Il dit, et, cachant sous un air d’espérance les grands soucis qui l’oppressent, il renferme dans son sein sa profonde douleur. (1, 210) Cependant les Troyens se livrent aux apprêts de leur sauvage festin. Ils dépouillent les cerfs, et mettent à nu leurs entrailles. Les uns les coupent par morceaux, et enfoncent un bois aigu dans leurs membres palpitants ; les autres placent sur le rivage des vases d’airain, qu’embrase la flamme attisée.

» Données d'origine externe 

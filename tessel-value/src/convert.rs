// tessel-value - Conversions between Rust types and Tessel values
// Copyright (c) 2025 Tom Waddington. MIT licensed.

//! `From` conversions for building values from Rust data.
//!
//! | Rust type            | Value          |
//! |----------------------|----------------|
//! | `()`                 | `Nil`          |
//! | `bool`               | `Bool`         |
//! | `i32`, `i64`         | `Int`          |
//! | `usize`              | `Int`          |
//! | `f64`                | `Float`        |
//! | `&str`, `String`     | `String`       |
//! | `Vec<Value>`         | `Array`        |
//! | `Option<T>`          | `T` or `Nil`   |
//! | `NativeFn`           | `Fn`           |
//! | `LazySeq`            | `Lazy`         |
//! | `Atom`               | `Atom`         |

use crate::atom::Atom;
use crate::function::NativeFn;
use crate::lazy::LazySeq;
use crate::value::Value;

impl From<()> for Value {
    fn from(_: ()) -> Self {
        Value::Nil
    }
}

impl From<bool> for Value {
    fn from(b: bool) -> Self {
        Value::Bool(b)
    }
}

impl From<i32> for Value {
    fn from(n: i32) -> Self {
        Value::Int(n.into())
    }
}

impl From<i64> for Value {
    fn from(n: i64) -> Self {
        Value::Int(n)
    }
}

impl From<usize> for Value {
    fn from(n: usize) -> Self {
        // Counts never approach i64::MAX in practice
        Value::Int(i64::try_from(n).unwrap_or(i64::MAX))
    }
}

impl From<f64> for Value {
    fn from(f: f64) -> Self {
        Value::Float(f)
    }
}

impl From<&str> for Value {
    fn from(s: &str) -> Self {
        Value::string(s)
    }
}

impl From<String> for Value {
    fn from(s: String) -> Self {
        Value::String(s.into())
    }
}

impl From<Vec<Value>> for Value {
    fn from(items: Vec<Value>) -> Self {
        Value::array(items)
    }
}

impl<T: Into<Value>> From<Option<T>> for Value {
    fn from(opt: Option<T>) -> Self {
        opt.map_or(Value::Nil, Into::into)
    }
}

impl From<NativeFn> for Value {
    fn from(f: NativeFn) -> Self {
        Value::Fn(f)
    }
}

impl From<LazySeq> for Value {
    fn from(seq: LazySeq) -> Self {
        Value::Lazy(seq)
    }
}

impl From<Atom> for Value {
    fn from(a: Atom) -> Self {
        Value::Atom(a)
    }
}

#[cfg(test)]
mod tests {
    use super::*;

    #[test]
    fn test_scalar_conversions() {
        assert_eq!(Value::from(()), Value::Nil);
        assert_eq!(Value::from(3i32), Value::int(3));
        assert_eq!(Value::from(4usize), Value::int(4));
        assert_eq!(Value::from("x"), Value::string("x"));
        assert_eq!(Value::from(None::<i64>), Value::Nil);
        assert_eq!(Value::from(Some(true)), Value::Bool(true));
    }
}
// tessel-core - Collection utility functions
// Copyright (c) 2025 Tom Waddington. MIT licensed.

//! Nested access, merging and entry helpers built on the basic collection
//! operations.

// Value keys may hold interior-mutable containers
#![allow(clippy::mutable_key_type)]

use indexmap::IndexMap;

use tessel_value::{Error, Kind, Result, Value};

use super::collections::{
    ASSOCIATIVE, ASSOCIATIVE_NAMES, absorb_all, assoc_target, builtin_assoc, builtin_assoc_bang,
    builtin_empty, builtin_into, container_of, lookup, store,
};
use super::{arity, arity_at_least, arity_range};
use crate::apply::apply;

// ============================================================================
// Nested paths
// ============================================================================

/// Shared walk for `assoc-in` and `assoc-in!`.
///
/// Missing intermediate levels are created as empty containers of the root
/// kind. `in_place` selects `assoc!` over `assoc` at every level.
fn assoc_in_with(
    op: &'static str,
    root: &Value,
    path: &Value,
    val: Value,
    in_place: bool,
) -> Result<Value> {
    let base = container_of(op, root, ASSOCIATIVE_NAMES, ASSOCIATIVE)?.kind();
    let keys = path.to_vec()?;
    if keys.is_empty() {
        return Err(Error::illegal(op, "path must not be empty"));
    }
    let init = &keys[..keys.len() - 1];

    let mut chain = vec![root.clone()];
    for key in init {
        let next = chain
            .last()
            .and_then(|level| lookup(level, key))
            .unwrap_or_else(|| base.empty());
        chain.push(next);
    }

    let mut acc = val;
    for (level, key) in chain.into_iter().zip(keys.iter()).rev() {
        acc = if in_place {
            store(op, &level, key.clone(), acc)?;
            level
        } else {
            let copy = assoc_target(op, &level)?;
            store(op, &copy, key.clone(), acc)?;
            copy
        };
    }
    Ok(acc)
}

/// (assoc-in coll path v)
pub fn builtin_assoc_in(args: &[Value]) -> Result<Value> {
    arity("assoc-in", args, 3)?;
    assoc_in_with("assoc-in", &args[0], &args[1], args[2].clone(), false)
}

/// (assoc-in! coll path v) - the path argument is only read
pub fn builtin_assoc_in_bang(args: &[Value]) -> Result<Value> {
    arity("assoc-in!", args, 3)?;
    assoc_in_with("assoc-in!", &args[0], &args[1], args[2].clone(), true)
}

fn get_in(coll: &Value, path: &Value) -> Result<Option<Value>> {
    let mut entry = coll.clone();
    for key in path.iter()? {
        match lookup(&entry, &key?) {
            Some(v) => entry = v,
            None => return Ok(None),
        }
    }
    Ok(Some(entry).filter(|v| !v.is_nil()))
}

/// (get-in coll path) or (get-in coll path default)
pub fn builtin_get_in(args: &[Value]) -> Result<Value> {
    arity_range("get-in", args, 2, 3)?;
    let default = args.get(2).cloned().unwrap_or(Value::Nil);
    Ok(get_in(&args[0], &args[1])?.unwrap_or(default))
}

/// (update-in coll path f & args)
pub fn builtin_update_in(args: &[Value]) -> Result<Value> {
    arity_at_least("update-in", args, 3)?;
    let current = get_in(&args[0], &args[1])?.unwrap_or(Value::Nil);
    let mut f_args = vec![current];
    f_args.extend_from_slice(&args[3..]);
    let new_val = apply(&args[2], &f_args)?;
    assoc_in_with("update-in", &args[0], &args[1], new_val, false)
}

fn update_with(op: &'static str, args: &[Value], in_place: bool) -> Result<Value> {
    arity_at_least(op, args, 3)?;
    let current = lookup(&args[0], &args[1]).unwrap_or(Value::Nil);
    let mut f_args = vec![current];
    f_args.extend_from_slice(&args[3..]);
    let new_val = apply(&args[2], &f_args)?;
    let assoc_args = [args[0].clone(), args[1].clone(), new_val];
    if in_place {
        builtin_assoc_bang(&assoc_args)
    } else {
        builtin_assoc(&assoc_args)
    }
}

/// (update coll k f & args)
pub fn builtin_update(args: &[Value]) -> Result<Value> {
    update_with("update", args, false)
}

/// (update! coll k f & args)
pub fn builtin_update_bang(args: &[Value]) -> Result<Value> {
    update_with("update!", args, true)
}

// ============================================================================
// Selecting and merging
// ============================================================================

/// (select-keys coll keys) - same kind, only keys present with non-nil values
pub fn builtin_select_keys(args: &[Value]) -> Result<Value> {
    arity("select-keys", args, 2)?;
    let ret = match &args[0] {
        Value::Nil => Kind::Object.empty(),
        coll => container_of("select-keys", coll, ASSOCIATIVE_NAMES, ASSOCIATIVE)?.empty(),
    };
    for key in args[1].iter()? {
        let key = key?;
        if let Some(v) = lookup(&args[0], &key) {
            store("select-keys", &ret, key, v)?;
        }
    }
    Ok(ret)
}

/// (merge & maps) - copy of the first map with the rest conj!ed in
pub fn builtin_merge(args: &[Value]) -> Result<Value> {
    let target = match args.first() {
        None | Some(Value::Nil) => Kind::Object.empty(),
        Some(first) => {
            let empty = builtin_empty(std::slice::from_ref(first))?;
            builtin_into(&[empty, first.clone()])?
        }
    };
    if args.len() > 1 {
        absorb_all("merge", &target, &args[1..])?;
    }
    Ok(target)
}

/// (merge-with f & maps)
///
/// Keys present in both maps combine as `(f old new)`. The first non-nil
/// map is copied, never mutated. All-nil input gives nil.
pub fn builtin_merge_with(args: &[Value]) -> Result<Value> {
    arity_at_least("merge-with", args, 1)?;
    let f = &args[0];
    let maps = &args[1..];
    if maps.iter().all(Value::is_nil) {
        return Ok(Value::Nil);
    }

    let mut acc = maps[0].clone();
    for m in &maps[1..] {
        let mut merged: Option<Value> = None;
        for entry in m.iter()? {
            let entry = entry?;
            let k = lookup(&entry, &Value::int(0)).unwrap_or(Value::Nil);
            let v = lookup(&entry, &Value::int(1)).unwrap_or(Value::Nil);
            let target = match &merged {
                Some(t) => t.clone(),
                None => {
                    let copy = assoc_target("merge-with", &acc)?;
                    merged = Some(copy.clone());
                    copy
                }
            };
            let has = target.as_container().is_some_and(|c| c.has(&k));
            let new_val = if has {
                let old = lookup(&target, &k).unwrap_or(Value::Nil);
                apply(f, &[old, v])?
            } else {
                v
            };
            store("merge-with", &target, k, new_val)?;
        }
        if let Some(t) = merged {
            acc = t;
        } else if acc.is_nil() {
            acc = Kind::Object.empty();
        }
    }
    Ok(acc)
}

// ============================================================================
// Entries
// ============================================================================

fn entry_parts(op: &'static str, coll: &Value) -> Result<Vec<(Value, Value)>> {
    match coll {
        Value::Object(cell) => Ok(cell
            .borrow()
            .iter()
            .map(|(k, v)| (Value::String(k.clone()), v.clone()))
            .collect()),
        Value::Map(cell) => Ok(cell
            .borrow()
            .iter()
            .map(|(k, v)| (k.clone(), v.clone()))
            .collect()),
        other => Err(Error::type_error_in(op, "map or object", other.type_name())),
    }
}

/// (keys m) - array of keys, nil for nil
pub fn builtin_keys(args: &[Value]) -> Result<Value> {
    arity("keys", args, 1)?;
    if args[0].is_nil() {
        return Ok(Value::Nil);
    }
    let entries = entry_parts("keys", &args[0])?;
    Ok(Value::array(entries.into_iter().map(|(k, _)| k)))
}

/// (vals m) - array of values, nil for nil
pub fn builtin_vals(args: &[Value]) -> Result<Value> {
    arity("vals", args, 1)?;
    if args[0].is_nil() {
        return Ok(Value::Nil);
    }
    let entries = entry_parts("vals", &args[0])?;
    Ok(Value::array(entries.into_iter().map(|(_, v)| v)))
}

/// (find m k) - `[k v]` entry or nil
pub fn builtin_find(args: &[Value]) -> Result<Value> {
    arity("find", args, 2)?;
    Ok(lookup(&args[0], &args[1])
        .map(|v| Value::array([args[1].clone(), v]))
        .unwrap_or(Value::Nil))
}

/// (key entry)
pub fn builtin_key(args: &[Value]) -> Result<Value> {
    arity("key", args, 1)?;
    Ok(lookup(&args[0], &Value::int(0)).unwrap_or(Value::Nil))
}

/// (val entry)
pub fn builtin_val(args: &[Value]) -> Result<Value> {
    arity("val", args, 1)?;
    Ok(lookup(&args[0], &Value::int(1)).unwrap_or(Value::Nil))
}

// ============================================================================
// Grouping
// ============================================================================

/// (group-by f coll) - map from `(f x)` to an array of the matching items
pub fn builtin_group_by(args: &[Value]) -> Result<Value> {
    arity("group-by", args, 2)?;
    let mut groups: IndexMap<Value, Vec<Value>> = IndexMap::new();
    for item in args[1].iter()? {
        let item = item?;
        let key = apply(&args[0], std::slice::from_ref(&item))?;
        groups.entry(key).or_default().push(item);
    }
    Ok(Value::map(
        groups.into_iter().map(|(k, items)| (k, Value::array(items))),
    ))
}

/// (frequencies coll) - map from item to occurrence count
pub fn builtin_frequencies(args: &[Value]) -> Result<Value> {
    arity("frequencies", args, 1)?;
    let mut counts: IndexMap<Value, i64> = IndexMap::new();
    for item in args[0].iter()? {
        *counts.entry(item?).or_insert(0) += 1;
    }
    Ok(Value::map(
        counts.into_iter().map(|(k, n)| (k, Value::int(n))),
    ))
}

#[cfg(test)]
mod tests {
    use super::*;

    fn int(n: i64) -> Value {
        Value::int(n)
    }

    #[test]
    fn test_assoc_in_vivifies_with_root_kind() {
        let m = Value::map([]);
        let path = Value::array([Value::string("a"), Value::string("b")]);
        let result = builtin_assoc_in(&[m.clone(), path, int(1)]).unwrap();
        assert_eq!(
            result,
            Value::map([(
                Value::string("a"),
                Value::map([(Value::string("b"), int(1))])
            )])
        );
        assert_eq!(m, Value::map([]));
    }

    #[test]
    fn test_assoc_in_rejects_empty_path() {
        assert!(builtin_assoc_in(&[Value::map([]), Value::array([]), int(1)]).is_err());
    }

    #[test]
    fn test_merge_with_skips_leading_nil() {
        let plus = Value::func("+", |args| {
            Ok(int(args.iter().filter_map(Value::as_int).sum()))
        });
        let result = builtin_merge_with(&[
            plus,
            Value::Nil,
            Value::object([("a", int(1))]),
        ])
        .unwrap();
        assert_eq!(result, Value::object([("a", int(1))]));
    }
}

Alors ils réparent leurs forces par une ample nourriture, et, couchés sur l’herbe, ils se rassasient de chair sauvage qu’ils arrosent d’un vieux Bacchus. Leur faim satisfaite, et les tables enlevées, ils redemandent par de longs discours leurs compagnons perdus. Suspendus entre l’espérance et la crainte, tantôt ils croient qu’ils vivent encore, tantôt qu’ils ont souffert les dernières extrémités, et qu’ils n’entendent plus leurs compagnons qui les appellent. (1, 220) Le pieux Énée surtout s’attendrit sur le sort cruel et du bouillant Oronte, et d’Amycus. et de Lycus : il pleure et le brave Gyas et le brave Cloanthe.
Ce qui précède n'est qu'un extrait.